# November Midwest Slot Car Swap Hotel Info



## ajd350 (Sep 18, 2005)

For those interested in hotel rooms for the Nov. 13 2016 swap, the renovated Comfort Inn (formerly Inn of Hammond) has 25 rooms blocked for us at a special $99 rate when you mention the slot car show. The cut-off date to make reservations is Nov. 3. After that any unbooked rooms in the block will be released to the general public.

Don't wait!


----------



## honda27 (Apr 17, 2008)

*get your rooms now guys*

book your rooms now before the nov 3rd cut off date hurry get them now.:wink2:


----------



## GT40 (Jan 18, 2014)

*GOT MY FLYER TODAY*
Thanks a bunch for sending one my way.:thumbsup:

GT40 :wave:


----------



## ajd350 (Sep 18, 2005)

Bump. Just a heads up that the deadline is coming up.


----------



## honda27 (Apr 17, 2008)

*hotel rooms*

ok guys the dead line 2 book your hotel rooms is nov 3rd only 10 days left to book your rooms guys come on ,:grin2:


----------



## Abdrea (Sep 14, 2020)

Would it be perfect for my next destination trip? I wanna celebrate my 79's mother's birthday.


----------



## lanold (Oct 27, 2020)

It's interesting, why somebody gets banned, for what? Just for asking a question? If I would like to share a nice location for a trip family, giving a link where you can find more information, why not. Or recommend a hotel where you can have a good stay with your girlfriend, from my experience. Do I get banned for such a thing?
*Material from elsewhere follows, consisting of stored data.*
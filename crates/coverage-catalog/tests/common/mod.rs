//! Common helpers for coverage-catalog integration tests
//!
//! Provides:
//! - Decoders that count, delay or hold their calls
//! - Services over an in-memory catalog and a temporary source tree

#![allow(dead_code)]

use std::sync::atomic::{AtomicUsize, Ordering};
use std::sync::Arc;
use std::time::Duration;

use tokio::sync::Notify;

use catalog_store::{CatalogStore, MemoryCatalogStore};
use coverage_catalog::{
    AbortFlag, CatalogServices, CoverageMemory, ImageRasterDecoder, RasterDecoder, RasterImage,
    ReadParams,
};
use coverage_common::{CatalogConfig, CatalogError, CatalogResult};
use test_utils::SourceTree;

/// Image decoder that counts its calls.
#[derive(Debug, Default)]
pub struct CountingDecoder {
    calls: AtomicUsize,
}

impl CountingDecoder {
    pub fn calls(&self) -> usize {
        self.calls.load(Ordering::SeqCst)
    }
}

impl RasterDecoder for CountingDecoder {
    fn decode(&self, bytes: &[u8], params: &ReadParams, abort: &AbortFlag) -> CatalogResult<RasterImage> {
        self.calls.fetch_add(1, Ordering::SeqCst);
        ImageRasterDecoder.decode(bytes, params, abort)
    }
}

/// Decoder that announces it started, then spins until aborted.
#[derive(Debug, Default)]
pub struct StallingDecoder {
    pub started: Notify,
}

impl RasterDecoder for StallingDecoder {
    fn decode(&self, _bytes: &[u8], _params: &ReadParams, abort: &AbortFlag) -> CatalogResult<RasterImage> {
        self.started.notify_one();
        while !abort.is_aborted() {
            std::thread::sleep(Duration::from_millis(5));
        }
        Err(CatalogError::io("decode aborted"))
    }
}

/// Image decoder that sleeps before decoding, counting its calls.
#[derive(Debug)]
pub struct SlowDecoder {
    pub delay: Duration,
    calls: AtomicUsize,
}

impl SlowDecoder {
    pub fn new(delay: Duration) -> Self {
        Self {
            delay,
            calls: AtomicUsize::new(0),
        }
    }

    pub fn calls(&self) -> usize {
        self.calls.load(Ordering::SeqCst)
    }
}

impl RasterDecoder for SlowDecoder {
    fn decode(&self, bytes: &[u8], params: &ReadParams, abort: &AbortFlag) -> CatalogResult<RasterImage> {
        self.calls.fetch_add(1, Ordering::SeqCst);
        std::thread::sleep(self.delay);
        ImageRasterDecoder.decode(bytes, params, abort)
    }
}

/// Services reading files from `tree`, with a byte budget.
pub fn services(
    store: MemoryCatalogStore,
    tree: &SourceTree,
    budget_bytes: usize,
    decoder: Arc<dyn RasterDecoder>,
) -> Arc<CatalogServices> {
    let config = CatalogConfig {
        root_directory: Some(tree.root_string()),
        ..CatalogConfig::default()
    };
    let store: Arc<dyn CatalogStore> = Arc::new(store);
    CatalogServices::builder(config, store)
        .decoder(decoder)
        .memory(Arc::new(CoverageMemory::new(budget_bytes)))
        .build()
        .unwrap()
}

/// Services with a generous budget and a counting decoder.
pub fn counting_services(store: MemoryCatalogStore, tree: &SourceTree) -> (Arc<CatalogServices>, Arc<CountingDecoder>) {
    let decoder = Arc::new(CountingDecoder::default());
    let services = services(store, tree, 64 * 1024 * 1024, decoder.clone());
    (services, decoder)
}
I'm an explorer and I have discovered this year the miracle of traveling by bike. I gave up my car for a while to discover those 12 things to do in Kissimmee. Have you ever been there guys? I stayed at some Westgate resorts but mostly I slept in my tent. Nice experience, I will repeat it next summer.


----------



## Milton Fox Racing (May 27, 2014)

They were banned for their other posts (which are now deleted.) This type of person is called a troll spammer. At first they post generic questions or comments. And later they come back and add hot links to other web pages that are selling vitamins, sex toys, lipo batteries or the like - that have nothing to do with the site, the thread or their original message. After a certain time period the system does not remove all their posts - just the one(s) that got them banned.

Most of the time the message is a llittle off - as in who would take their grandmother to a slot car event or go there in celebration of their birthday?


----------